Task details |
Each entry, as given, must be output unchanged.

++++ Provided records ++++

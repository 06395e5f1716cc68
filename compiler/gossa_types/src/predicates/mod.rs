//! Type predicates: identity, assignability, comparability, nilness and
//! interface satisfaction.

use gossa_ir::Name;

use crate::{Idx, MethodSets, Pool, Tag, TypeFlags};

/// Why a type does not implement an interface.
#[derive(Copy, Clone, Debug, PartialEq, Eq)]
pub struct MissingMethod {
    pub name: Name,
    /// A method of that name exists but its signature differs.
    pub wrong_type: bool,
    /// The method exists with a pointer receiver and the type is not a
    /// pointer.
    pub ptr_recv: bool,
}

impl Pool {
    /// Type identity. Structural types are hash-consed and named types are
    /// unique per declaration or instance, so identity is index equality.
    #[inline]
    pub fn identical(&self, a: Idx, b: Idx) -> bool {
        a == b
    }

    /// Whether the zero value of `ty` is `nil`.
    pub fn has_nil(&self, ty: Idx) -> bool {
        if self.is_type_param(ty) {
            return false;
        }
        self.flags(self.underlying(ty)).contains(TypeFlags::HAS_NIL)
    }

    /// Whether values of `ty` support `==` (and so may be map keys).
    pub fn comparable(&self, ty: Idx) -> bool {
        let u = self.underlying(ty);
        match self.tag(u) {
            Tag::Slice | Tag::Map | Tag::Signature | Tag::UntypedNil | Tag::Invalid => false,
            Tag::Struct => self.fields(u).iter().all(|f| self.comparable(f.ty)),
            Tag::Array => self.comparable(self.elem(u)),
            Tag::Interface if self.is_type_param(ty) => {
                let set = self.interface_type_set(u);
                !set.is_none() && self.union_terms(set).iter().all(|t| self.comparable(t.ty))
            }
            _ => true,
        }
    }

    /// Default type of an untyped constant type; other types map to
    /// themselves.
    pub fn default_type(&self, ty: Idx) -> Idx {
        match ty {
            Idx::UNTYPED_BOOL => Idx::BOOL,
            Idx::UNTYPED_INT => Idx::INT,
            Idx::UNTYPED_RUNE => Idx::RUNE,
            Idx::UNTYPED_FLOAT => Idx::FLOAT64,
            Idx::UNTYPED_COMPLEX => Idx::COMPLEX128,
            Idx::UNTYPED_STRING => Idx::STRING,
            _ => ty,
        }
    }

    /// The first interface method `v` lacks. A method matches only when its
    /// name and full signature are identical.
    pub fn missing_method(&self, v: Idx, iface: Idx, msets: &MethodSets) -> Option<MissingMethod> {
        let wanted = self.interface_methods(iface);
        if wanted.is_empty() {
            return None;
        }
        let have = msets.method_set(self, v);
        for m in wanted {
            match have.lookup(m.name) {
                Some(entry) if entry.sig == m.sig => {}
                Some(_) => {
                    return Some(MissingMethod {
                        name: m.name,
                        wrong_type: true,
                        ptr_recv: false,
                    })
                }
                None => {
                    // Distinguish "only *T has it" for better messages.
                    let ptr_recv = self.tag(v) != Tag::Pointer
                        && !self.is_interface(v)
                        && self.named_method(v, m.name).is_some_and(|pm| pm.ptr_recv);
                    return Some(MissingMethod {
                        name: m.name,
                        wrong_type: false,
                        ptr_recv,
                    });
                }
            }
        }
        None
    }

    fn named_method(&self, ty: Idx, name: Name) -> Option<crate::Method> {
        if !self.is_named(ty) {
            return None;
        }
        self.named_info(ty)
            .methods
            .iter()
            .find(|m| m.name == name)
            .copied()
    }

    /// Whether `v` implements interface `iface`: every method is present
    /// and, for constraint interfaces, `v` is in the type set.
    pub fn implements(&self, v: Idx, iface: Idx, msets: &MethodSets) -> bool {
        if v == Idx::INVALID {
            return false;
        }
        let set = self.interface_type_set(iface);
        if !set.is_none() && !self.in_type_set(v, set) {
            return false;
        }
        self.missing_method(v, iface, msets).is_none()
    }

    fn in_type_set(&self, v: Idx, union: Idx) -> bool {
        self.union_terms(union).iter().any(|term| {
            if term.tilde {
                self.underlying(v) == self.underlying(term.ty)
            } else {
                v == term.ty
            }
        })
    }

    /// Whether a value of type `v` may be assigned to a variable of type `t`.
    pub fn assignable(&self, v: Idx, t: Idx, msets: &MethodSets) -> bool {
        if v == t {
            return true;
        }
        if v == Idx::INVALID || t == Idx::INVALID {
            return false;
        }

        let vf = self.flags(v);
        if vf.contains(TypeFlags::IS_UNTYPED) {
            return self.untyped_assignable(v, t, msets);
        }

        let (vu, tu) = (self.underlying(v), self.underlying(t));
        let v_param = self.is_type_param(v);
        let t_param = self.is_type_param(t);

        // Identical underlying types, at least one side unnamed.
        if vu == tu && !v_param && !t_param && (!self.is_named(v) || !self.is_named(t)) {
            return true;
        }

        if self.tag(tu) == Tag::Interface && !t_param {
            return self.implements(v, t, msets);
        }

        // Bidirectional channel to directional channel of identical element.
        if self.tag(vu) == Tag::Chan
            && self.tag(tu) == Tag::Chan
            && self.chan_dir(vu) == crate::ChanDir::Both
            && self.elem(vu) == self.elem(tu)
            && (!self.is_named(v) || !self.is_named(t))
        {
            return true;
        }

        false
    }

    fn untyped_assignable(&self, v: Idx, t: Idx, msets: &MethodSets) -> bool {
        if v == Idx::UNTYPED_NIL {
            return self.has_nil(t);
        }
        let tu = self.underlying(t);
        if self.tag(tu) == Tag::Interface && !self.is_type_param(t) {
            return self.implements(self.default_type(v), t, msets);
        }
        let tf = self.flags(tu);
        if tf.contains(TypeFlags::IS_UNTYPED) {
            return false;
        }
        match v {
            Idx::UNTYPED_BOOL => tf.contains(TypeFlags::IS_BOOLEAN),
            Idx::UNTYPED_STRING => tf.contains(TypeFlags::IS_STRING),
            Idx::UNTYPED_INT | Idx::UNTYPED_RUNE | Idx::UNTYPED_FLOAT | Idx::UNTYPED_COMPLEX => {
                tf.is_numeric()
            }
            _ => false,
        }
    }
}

++++

Task result |
repository 06395e5f1716cc68
filename compiler/gossa_types/src/predicates/mod.rs
//! Type predicates: identity, assignability, comparability, nilness and
//! interface satisfaction.

use gossa_ir::Name;

use crate::{Idx, MethodSets, Pool, Tag, TypeFlags};

/// Why a type does not implement an interface.
#[derive(Copy, Clone, Debug, PartialEq, Eq)]
pub struct MissingMethod {
    pub name: Name,
    /// A method of that name exists but its signature differs.
    pub wrong_type: bool,
    /// The method exists with a pointer receiver and the type is not a
    /// pointer.
    pub ptr_recv: bool,
}

impl Pool {
    /// Type identity. Structural types are hash-consed and named types are
    /// unique per declaration or instance, so identity is index equality.
    #[inline]
    pub fn identical(&self, a: Idx, b: Idx) -> bool {
        a == b
    }

    /// Whether the zero value of `ty` is `nil`.
    pub fn has_nil(&self, ty: Idx) -> bool {
        if self.is_type_param(ty) {
            return false;
        }
        self.flags(self.underlying(ty)).contains(TypeFlags::HAS_NIL)
    }

    /// Whether values of `ty` support `==` (and so may be map keys).
    pub fn comparable(&self, ty: Idx) -> bool {
        let u = self.underlying(ty);
        match self.tag(u) {
            Tag::Slice | Tag::Map | Tag::Signature | Tag::UntypedNil | Tag::Invalid => false,
            Tag::Struct => self.fields(u).iter().all(|f| self.comparable(f.ty)),
            Tag::Array => self.comparable(self.elem(u)),
            Tag::Interface if self.is_type_param(ty) => {
                let set = self.interface_type_set(u);
                !set.is_none() && self.union_terms(set).iter().all(|t| self.comparable(t.ty))
            }
            _ => true,
        }
    }

    /// Default type of an untyped constant type; other types map to
    /// themselves.
    pub fn default_type(&self, ty: Idx) -> Idx {
        match ty {
            Idx::UNTYPED_BOOL => Idx::BOOL,
            Idx::UNTYPED_INT => Idx::INT,
            Idx::UNTYPED_RUNE => Idx::RUNE,
            Idx::UNTYPED_FLOAT => Idx::FLOAT64,
            Idx::UNTYPED_COMPLEX => Idx::COMPLEX128,
            Idx::UNTYPED_STRING => Idx::STRING,
            _ => ty,
        }
    }

    /// The first interface method `v` lacks. A method matches only when its
    /// name and full signature are identical.
    pub fn missing_method(&self, v: Idx, iface: Idx, msets: &MethodSets) -> Option<MissingMethod> {
        let wanted = self.interface_methods(iface);
        if wanted.is_empty() {
            return None;
        }
        let have = msets.method_set(self, v);
        for m in wanted {
            match have.lookup(m.name) {
                Some(entry) if entry.sig == m.sig => {}
                Some(_) => {
                    return Some(MissingMethod {
                        name: m.name,
                        wrong_type: true,
                        ptr_recv: false,
                    })
                }
                None => {
                    // Distinguish "only *T has it" for better messages.
                    let ptr_recv = self.tag(v) != Tag::Pointer
                        && !self.is_interface(v)
                        && self.named_method(v, m.name).is_some_and(|pm| pm.ptr_recv);
                    return Some(MissingMethod {
                        name: m.name,
                        wrong_type: false,
                        ptr_recv,
                    });
                }
            }
        }
        None
    }

    fn named_method(&self, ty: Idx, name: Name) -> Option<crate::Method> {
        if !self.is_named(ty) {
            return None;
        }
        self.named_info(ty)
            .methods
            .iter()
            .find(|m| m.name == name)
            .copied()
    }

    /// Whether `v` implements interface `iface`: every method is present
    /// and, for constraint interfaces, `v` is in the type set.
    pub fn implements(&self, v: Idx, iface: Idx, msets: &MethodSets) -> bool {
        if v == Idx::INVALID {
            return false;
        }
        let set = self.interface_type_set(iface);
        if !set.is_none() && !self.in_type_set(v, set) {
            return false;
        }
        self.missing_method(v, iface, msets).is_none()
    }

    fn in_type_set(&self, v: Idx, union: Idx) -> bool {
        self.union_terms(union).iter().any(|term| {
            if term.tilde {
                self.underlying(v) == self.underlying(term.ty)
            } else {
                v == term.ty
            }
        })
    }

    /// Whether a value of type `v` may be assigned to a variable of type `t`.
    pub fn assignable(&self, v: Idx, t: Idx, msets: &MethodSets) -> bool {
        if v == t {
            return true;
        }
        if v == Idx::INVALID || t == Idx::INVALID {
            return false;
        }

        let vf = self.flags(v);
        if vf.contains(TypeFlags::IS_UNTYPED) {
            return self.untyped_assignable(v, t, msets);
        }

        let (vu, tu) = (self.underlying(v), self.underlying(t));
        let v_param = self.is_type_param(v);
        let t_param = self.is_type_param(t);

        // Identical underlying types, at least one side unnamed.
        if vu == tu && !v_param && !t_param && (!self.is_named(v) || !self.is_named(t)) {
            return true;
        }

        if self.tag(tu) == Tag::Interface && !t_param {
            return self.implements(v, t, msets);
        }

        // Bidirectional channel to directional channel of identical element.
        if self.tag(vu) == Tag::Chan
            && self.tag(tu) == Tag::Chan
            && self.chan_dir(vu) == crate::ChanDir::Both
            && self.elem(vu) == self.elem(tu)
            && (!self.is_named(v) || !self.is_named(t))
        {
            return true;
        }

        false
    }

    fn untyped_assignable(&self, v: Idx, t: Idx, msets: &MethodSets) -> bool {
        if v == Idx::UNTYPED_NIL {
            return self.has_nil(t);
        }
        let tu = self.underlying(t);
        if self.tag(tu) == Tag::Interface && !self.is_type_param(t) {
            return self.implements(self.default_type(v), t, msets);
        }
        let tf = self.flags(tu);
        if tf.contains(TypeFlags::IS_UNTYPED) {
            return false;
        }
        match v {
            Idx::UNTYPED_BOOL => tf.contains(TypeFlags::IS_BOOLEAN),
            Idx::UNTYPED_STRING => tf.contains(TypeFlags::IS_STRING),
            Idx::UNTYPED_INT | Idx::UNTYPED_RUNE | Idx::UNTYPED_FLOAT | Idx::UNTYPED_COMPLEX => {
                tf.is_numeric()
            }
            _ => false,
        }
    }
}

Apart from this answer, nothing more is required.